The electric current may be applied continuously, or it may be
applied only when the door is opened. In the latter case, the
instantaneous power applied would normally be greater than in the
former case. In alternative embodiments, both the steady current
and the intermittent current may be applied.
The novel features which are believed to be characteristic of the
invention, both as to organization and method of operation,
together with further objects and advantages thereof, will be
better understood from the following description considered in
connection with the accompanying drawings in which a preferred
embodiment of the invention is illustrated by way of example. It is
to be expressly understood, however, that the drawings are for the
purpose of illustration and description only and are not intended
as a definition of the limits of the invention.
BRIEF DESCRIPTION OF THE DRAWINGS
FIG. 1 is a perspective view of an exemplary type of door in which
the present invention may advantageously be applied;
FIG. 2 is an enlarged cross-sectional view taken through lines 2--2
of FIG. 1;
FIG. 3 is a circuit diagram for applying a continuous electrical
current to the innermost pane;
FIG. 4 is a circuit diagram showing the use of a switch for
selectively applying an intermittent electric current to heat the
innermost pane;
FIG. 5 is a circuit diagram of a preferred embodiment for applying
both a continuous and, selectively, an intermittent current to the
innermost pane; and
FIG. 6 is a circuit diagram of an alternative embodiment for
applying both a continous and, selectively, an intermittent
electric current to the innermost pane for heating it.

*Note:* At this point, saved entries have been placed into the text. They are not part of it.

// File: src/interpreter/methods/mod.rs
//
// Method dispatch for `receiver.method(args)` calls. The receiver travels
// as the first element of `args`. `length`, `contains` and `indexOf` exist
// on both strings and lists and are routed here on the receiver's type;
// everything else is claimed by exactly one category module.

pub mod lists;
pub mod regexes;
pub mod strings;

use crate::errors::Error;

use super::value::Value;

pub fn dispatch(method: &str, args: &[Value]) -> Result<Value, Box<Error>> {
    // Methods shared between strings and lists.
    if matches!(method, "length" | "contains" | "indexOf") {
        return match args.first() {
            Some(Value::Str(_)) => match method {
                "length" => strings::length(args),
                "contains" => strings::contains(args),
                _ => strings::index_of(args),
            },
            Some(Value::List(_)) => match method {
                "length" => lists::length(args),
                "contains" => lists::contains(args),
                _ => lists::index_of(args),
            },
            _ => Err(Error::type_error(format!(
                "{}() can only be called on string or list type",
                method
            ))),
        };
    }

    if let Some(result) = strings::handle(method, args) {
        return result;
    }
    if let Some(result) = lists::handle(method, args) {
        return result;
    }
    if let Some(result) = regexes::handle(method, args) {
        return result;
    }
    Err(Error::runtime(format!("unknown method `{}`", method)))
}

DESCRIPTION OF THE PREFERRED EMBODIMENT
Referring now to the Figures, there is shown in FIG. 1 a door 12 of
a refrigerated cabinet (not shown) with which the present invention
is to be used. Such doors normally have more than one pane of
glass, to prevent excessive thermal loss. While glass units of more
than two panes are not unknown, a two pane unit will be described
for purposes of simplicity. Thus, the exemplary door 12 includes an
outermost pane 14 and an innermost pane 16.
As shown in FIG. 2, the panes 14 and 16 are held apart by a spacer
25, and are clamped together by the channel-like door frame 27,
from which the panes are spaced by a sealing layer 29. Innermost
pane 16 has an unexposed surface 18 facing the front of the door
and further has an exposed surface 20 which is in contact with the
cold air inside the refrigerated cabinet when the door 12 is in its
normally closed position.
It is well known in the art to apply an optically transparent
electrically conductive coating 23 to the unexposed surface 22 of
the frontmost pane 14 to prevent condensation and/or frost from
forming on the front surface 24 of frontmost pane 14. For the
majority of installations, the exposed surface 20 of the innermost
pane 16 does not normally accumulate sufficient condensation or
frost to adversely effect the visibility through the door. This is
because in normal usage, the door 12 is not open an appreciable
percentage of the time. Further, many refrigerated display cabinets
are installed in air conditioned stores and hence, are not exposed
to conditions of high ambient humidity.
It has been found, however, that in some installations,
particularly those located in high humidity environments where
shoppers tend to hold the doors in an open position for appreciable
times, frost develops on the innermost pane. Such frost
significantly detracts from the utility of the doors.
According to the teaching of the present invention, an optically
transparent electrically conductive coating 26 is applied to the
unexposed surface 18 of the rear pane 16, as shown in FIG. 2. To
supply electrical power to the film 26, metallic strip electrodes
such as 28 of FIG. 2, are attached to film 26 in electrical contact
with it. The strip electrodes 28 are preferably positioned adjacent
opposed sides of each film and are connected to a source of
electrical power.
FIG. 3 shows the conductive coating 26 connected through metallic
strip electrode 28 to a source of electrical power V. This
arrangement would be used if it were desired to heat the innermost
pane 16 continuously to avoid condensation. This arrangement would
be particularly suited for those situations in which the door 12 is
open a relatively large percentage of the time.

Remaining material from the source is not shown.